IP Address Extractor

Paste any text or logs and extract every IPv4 and IPv6 address, fully in your browser.


    

ToolsSoup's IP Address Extractor is a free online tool that pulls every IP address out of any block of text or logs. Paste server logs, config files, firewall output, or any pasted text and instantly get a clean list of all the IPv4 and IPv6 addresses it contains. You can extract only IPv4, only IPv6, or both, remove duplicates, sort the results, and flag each address as public or private.
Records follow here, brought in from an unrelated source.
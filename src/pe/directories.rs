//! The Directory Locator: materializes the 16 data-directory entries as
//! VA-anchored regions and answers "which directory owns this RVA" queries
//! (spec §4.3).

use crate::addr::{Rva, Va};
use crate::pe::header::{DataDirectorySet, DirectoryIndex, NUM_DIRECTORIES};
use crate::pe::mapper::AddressMapper;
use crate::symbols::{SymbolKind, SymbolPublisher, SymbolRecord};

/// `{VA, size}`; VA is zero iff the directory is absent.
#[derive(Debug, Clone, Copy, PartialEq, Eq, Default)]
pub struct DirectoryAnchor {
    pub va: Va,
    pub size: u32,
}

impl DirectoryAnchor {
    pub fn is_present(&self) -> bool {
        self.va.0 != 0
    }

    pub fn contains_rva(&self, rva: Rva, mapper: &AddressMapper) -> bool {
        if !self.is_present() {
            return false;
        }
        let start = mapper.va_to_rva(self.va).0;
        rva.0 >= start && rva.0 < start.saturating_add(self.size)
    }
}

#[derive(Debug, Clone, Copy)]
pub struct DirectorySet {
    anchors: [DirectoryAnchor; NUM_DIRECTORIES],
}

impl DirectorySet {
    pub fn build(dirs: &DataDirectorySet, mapper: &AddressMapper) -> Self {
        let mut anchors = [DirectoryAnchor::default(); NUM_DIRECTORIES];
        for (idx, dir) in dirs.iter() {
            anchors[idx] = if dir.is_present() {
                DirectoryAnchor {
                    va: Rva(dir.virtual_address).to_va(mapper.image_base()),
                    size: dir.size,
                }
            } else {
                DirectoryAnchor::default()
            };
        }
        Self { anchors }
    }

    pub fn get(&self, idx: DirectoryIndex) -> DirectoryAnchor {
        self.anchors[idx as usize]
    }

    /// Scans directories from the highest index down to the lowest so that
    /// pathological overlaps resolve to the more specific / later-defined
    /// directory (spec §4.3 lookup-order decision).
    pub fn directory_index_from_rva(&self, rva: Rva, mapper: &AddressMapper) -> Option<usize> {
        self.anchors
            .iter()
            .enumerate()
            .rev()
            .find(|(_, anchor)| anchor.contains_rva(rva, mapper))
            .map(|(idx, _)| idx)
    }

    /// Publishes the well-known directory anchors (instance base, export,
    /// TLS, load-config) to the symbol registry, per spec §4.3.
    pub fn publish(
        &self,
        mapper: &AddressMapper,
        module_index: usize,
        bitness_tag: &str,
        publisher: &mut dyn SymbolPublisher,
    ) {
        publisher.add(SymbolRecord {
            va: mapper.image_base(),
            kind: SymbolKind::InstanceBase,
            module_index,
            list_index: 0,
            param: String::new(),
        });

        let export = self.get(DirectoryIndex::Export);
        if export.is_present() {
            publisher.add(SymbolRecord {
                va: export.va,
                kind: SymbolKind::ExportDirectory,
                module_index,
                list_index: 0,
                param: String::new(),
            });
        }

        let tls = self.get(DirectoryIndex::Tls);
        if tls.is_present() {
            publisher.add(SymbolRecord {
                va: tls.va,
                kind: SymbolKind::TlsDirectory,
                module_index,
                list_index: 0,
                param: bitness_tag.to_string(),
            });
        }

        let load_config = self.get(DirectoryIndex::LoadConfig);
        if load_config.is_present() {
            publisher.add(SymbolRecord {
                va: load_config.va,
                kind: SymbolKind::LoadConfigDirectory,
                module_index,
                list_index: 0,
                param: bitness_tag.to_string(),
            });
        }
    }
}

#[cfg(test)]
mod tests {
    use super::*;
    use crate::pe::header::{DataDirectory};

    fn mapper() -> AddressMapper {
        AddressMapper::new(Va(0x4000_0000), 0x200, 0x1000, 0x200, &[])
    }

    fn dir_set(entries: Vec<(DirectoryIndex, u32, u32)>) -> DirectorySet {
        let mut dds = [DataDirectory::default(); NUM_DIRECTORIES];
        for (idx, va, size) in entries {
            dds[idx as usize] = DataDirectory {
                virtual_address: va,
                size,
            };
        }
        // Build through the public parse-shaped API isn't available here, so
        // construct DirectorySet directly from the array semantics it wraps.
        let mapper = mapper();
        let mut anchors = [DirectoryAnchor::default(); NUM_DIRECTORIES];
        for (idx, dir) in dds.iter().enumerate() {
            anchors[idx] = if dir.virtual_address != 0 {
                DirectoryAnchor {
                    va: Rva(dir.virtual_address).to_va(mapper.image_base()),
                    size: dir.size,
                }
            } else {
                DirectoryAnchor::default()
            };
        }
        DirectorySet { anchors }
    }

    #[test]
    fn higher_index_directory_wins_on_overlap() {
        let set = dir_set(vec![
            (DirectoryIndex::Security, 0x2000, 0x2000),
            (DirectoryIndex::BaseRelocation, 0x3000, 0x100),
        ]);
        let mapper = mapper();
        let idx = set
            .directory_index_from_rva(Rva(0x3050), &mapper)
            .unwrap();
        assert_eq!(idx, DirectoryIndex::BaseRelocation as usize);
    }

    #[test]
    fn absent_directory_is_not_present() {
        let set = dir_set(vec![]);
        assert!(!set.get(DirectoryIndex::Export).is_present());
    }
}
//! Full-image string-literal scanner (spec §4.7, "Load strings"): a single
//! forward pass over the raw file bytes, classifying printable runs as ASCII
//! or UTF-16LE without backtracking. Disabled entirely when
//! `AnalyzerConfig::disable_load_strings` is set.

use crate::addr::Raw;
use crate::config::AnalyzerConfig;
use crate::pe::mapper::AddressMapper;
use crate::pe::sections::Section;
use crate::symbols::{SymbolKind, SymbolPublisher, SymbolRecord};

#[derive(Debug, Clone, Copy, PartialEq, Eq)]
pub enum StringEncoding {
    Ascii,
    Utf16Le,
}

#[derive(Debug, Clone, PartialEq, Eq)]
pub struct FoundString {
    pub raw_offset: Raw,
    pub encoding: StringEncoding,
    pub text: String,
}

fn is_printable(b: u8) -> bool {
    b == 9 || b == 10 || b == 13 || (32..=126).contains(&b)
}

/// Looks one byte ahead of a printable byte to decide whether this run is
/// UTF-16LE (printable byte followed by a zero byte) or plain ASCII.
fn looks_like_utf16le(buf: &[u8], i: usize) -> bool {
    buf.get(i + 1).map_or(false, |&b| b == 0) && buf.get(i + 2).map_or(false, |&b| is_printable(b))
}

#[allow(clippy::too_many_arguments)]
pub fn scan_strings(
    buf: &[u8],
    config: &AnalyzerConfig,
    mapper: &AddressMapper,
    sections: &[Section],
    module_index: usize,
    publisher: &mut dyn SymbolPublisher,
) -> Vec<FoundString> {
    let mut out = Vec::new();
    if config.disable_load_strings {
        return out;
    }
    let min_len = config.load_string_length.max(1);

    let mut i = 0usize;
    while i < buf.len() {
        if !is_printable(buf[i]) {
            i += 1;
            continue;
        }

        let start = i;
        if looks_like_utf16le(buf, i) {
            let mut units = Vec::new();
            while i + 1 < buf.len() && is_printable(buf[i]) && buf[i + 1] == 0 {
                units.push(buf[i] as u16);
                i += 2;
            }
            if units.len() >= min_len {
                if let Ok(text) = String::from_utf16(&units) {
                    let raw_offset = Raw(start as u64);
                    publisher.add(SymbolRecord {
                        va: mapper.raw_to_va(raw_offset, sections),
                        kind: SymbolKind::StringData,
                        module_index,
                        list_index: out.len(),
                        param: String::new(),
                    });
                    out.push(FoundString {
                        raw_offset,
                        encoding: StringEncoding::Utf16Le,
                        text,
                    });
                }
            }
        } else {
            let run_start = i;
            while i < buf.len() && is_printable(buf[i]) {
                i += 1;
            }
            let run = &buf[run_start..i];
            if run.len() >= min_len {
                let raw_offset = Raw(run_start as u64);
                publisher.add(SymbolRecord {
                    va: mapper.raw_to_va(raw_offset, sections),
                    kind: SymbolKind::StringData,
                    module_index,
                    list_index: out.len(),
                    param: String::new(),
                });
                out.push(FoundString {
                    raw_offset,
                    encoding: StringEncoding::Ascii,
                    text: String::from_utf8_lossy(run).into_owned(),
                });
            }
        }
    }

    out
}

#[cfg(test)]
mod tests {
    use super::*;
    use crate::addr::Va;
    use crate::symbols::VecPublisher;

    fn no_sections_mapper() -> AddressMapper {
        AddressMapper::new(Va(0x1000_0000), 0x200, 0x1000, 0x200, &[])
    }

    #[test]
    fn finds_ascii_and_utf16_runs_above_minimum_length() {
        let mut buf = Vec::new();
        buf.extend_from_slice(b"hello\0");
        for c in "world".encode_utf16() {
            buf.extend_from_slice(&c.to_le_bytes());
        }
        buf.push(0);
        buf.push(0);
        buf.extend_from_slice(b"\x01\x02ok");

        let config = AnalyzerConfig {
            disable_load_strings: false,
            load_string_length: 2,
        };
        let mapper = no_sections_mapper();
        let mut publisher = VecPublisher::default();
        let found = scan_strings(&buf, &config, &mapper, &[], 0, &mut publisher);
        assert!(found.iter().any(|s| s.text == "hello" && s.encoding == StringEncoding::Ascii));
        assert!(found.iter().any(|s| s.text == "world" && s.encoding == StringEncoding::Utf16Le));
        assert!(found.iter().any(|s| s.text == "ok"));
        assert_eq!(publisher.0.len(), found.len());
        assert!(publisher.0.iter().all(|r| r.kind == crate::symbols::SymbolKind::StringData));
    }

    #[test]
    fn disabled_config_finds_nothing() {
        let config = AnalyzerConfig {
            disable_load_strings: true,
            load_string_length: 2,
        };
        let mapper = no_sections_mapper();
        let mut publisher = VecPublisher::default();
        assert!(scan_strings(b"hello world", &config, &mapper, &[], 0, &mut publisher).is_empty());
        assert!(publisher.0.is_empty());
    }

    #[test]
    fn below_minimum_length_is_dropped() {
        let config = AnalyzerConfig {
            disable_load_strings: false,
            load_string_length: 5,
        };
        let mapper = no_sections_mapper();
        let mut publisher = VecPublisher::default();
        assert!(scan_strings(b"hi\0\0ok\0\0", &config, &mapper, &[], 0, &mut publisher).is_empty());
    }
}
Everything runs locally in your browser with regular expressions — nothing is uploaded to a server.

What does this IP address extractor do?

It scans the text you paste and finds every valid IP address using regular expressions. IPv4 addresses are matched with proper octet validation (each part must be 0–255) so version numbers and random number runs are not mistaken for IPs, and IPv6 addresses are matched with a standard well-formed-address pattern that handles compressed (::) notation. The result is a deduplicated, optionally sorted list you can copy or download. It is a pure text-extraction tool: it does not connect to the network or look up where the addresses are located.

How to extract IP addresses from text

Pulling addresses out of a log takes seconds:

  1. Paste your text or logs into the input box.
  2. Choose whether to extract IPv4, IPv6, or both, and toggle remove duplicates, sort, and public/private classification.
  3. Click Extract IPs and copy or download the resulting list.

Why use this IP extractor?

  • Finds both IPv4 and IPv6 addresses in one pass.
  • Validates IPv4 octets are in the 0–255 range to cut down on false positives.
  • Removes duplicates and can sort IPv4 addresses numerically instead of as plain text.
  • Optionally labels each address as public or private (RFC 1918 / unique-local).
  • Runs 100% in your browser, so your logs never leave your device.

Frequently asked questions

Does it find both IPv4 and IPv6 addresses?

Yes. By default it extracts both. Use the Extract dropdown to limit results to only IPv4 or only IPv6 if you want a cleaner list.

How does it avoid false positives like version numbers?

The IPv4 pattern validates each of the four octets is in the 0–255 range, not just any one-to-three-digit run, and it requires non-digit boundaries on both sides. That rules out most non-IP number sequences, though no regex is perfect.

Can it tell public from private addresses?

Turn on Show public/private and each address is labeled. Private covers the RFC 1918 IPv4 ranges (10.0.0.0/8, 172.16.0.0/12, 192.168.0.0/16), loopback and link-local, and the IPv6 loopback, link-local (fe80::/10), and unique-local (fc00::/7) ranges.

Is my data uploaded anywhere?

No. All matching happens in your browser with JavaScript regular expressions. Your text and the extracted addresses never leave your device, so it is safe to paste sensitive logs.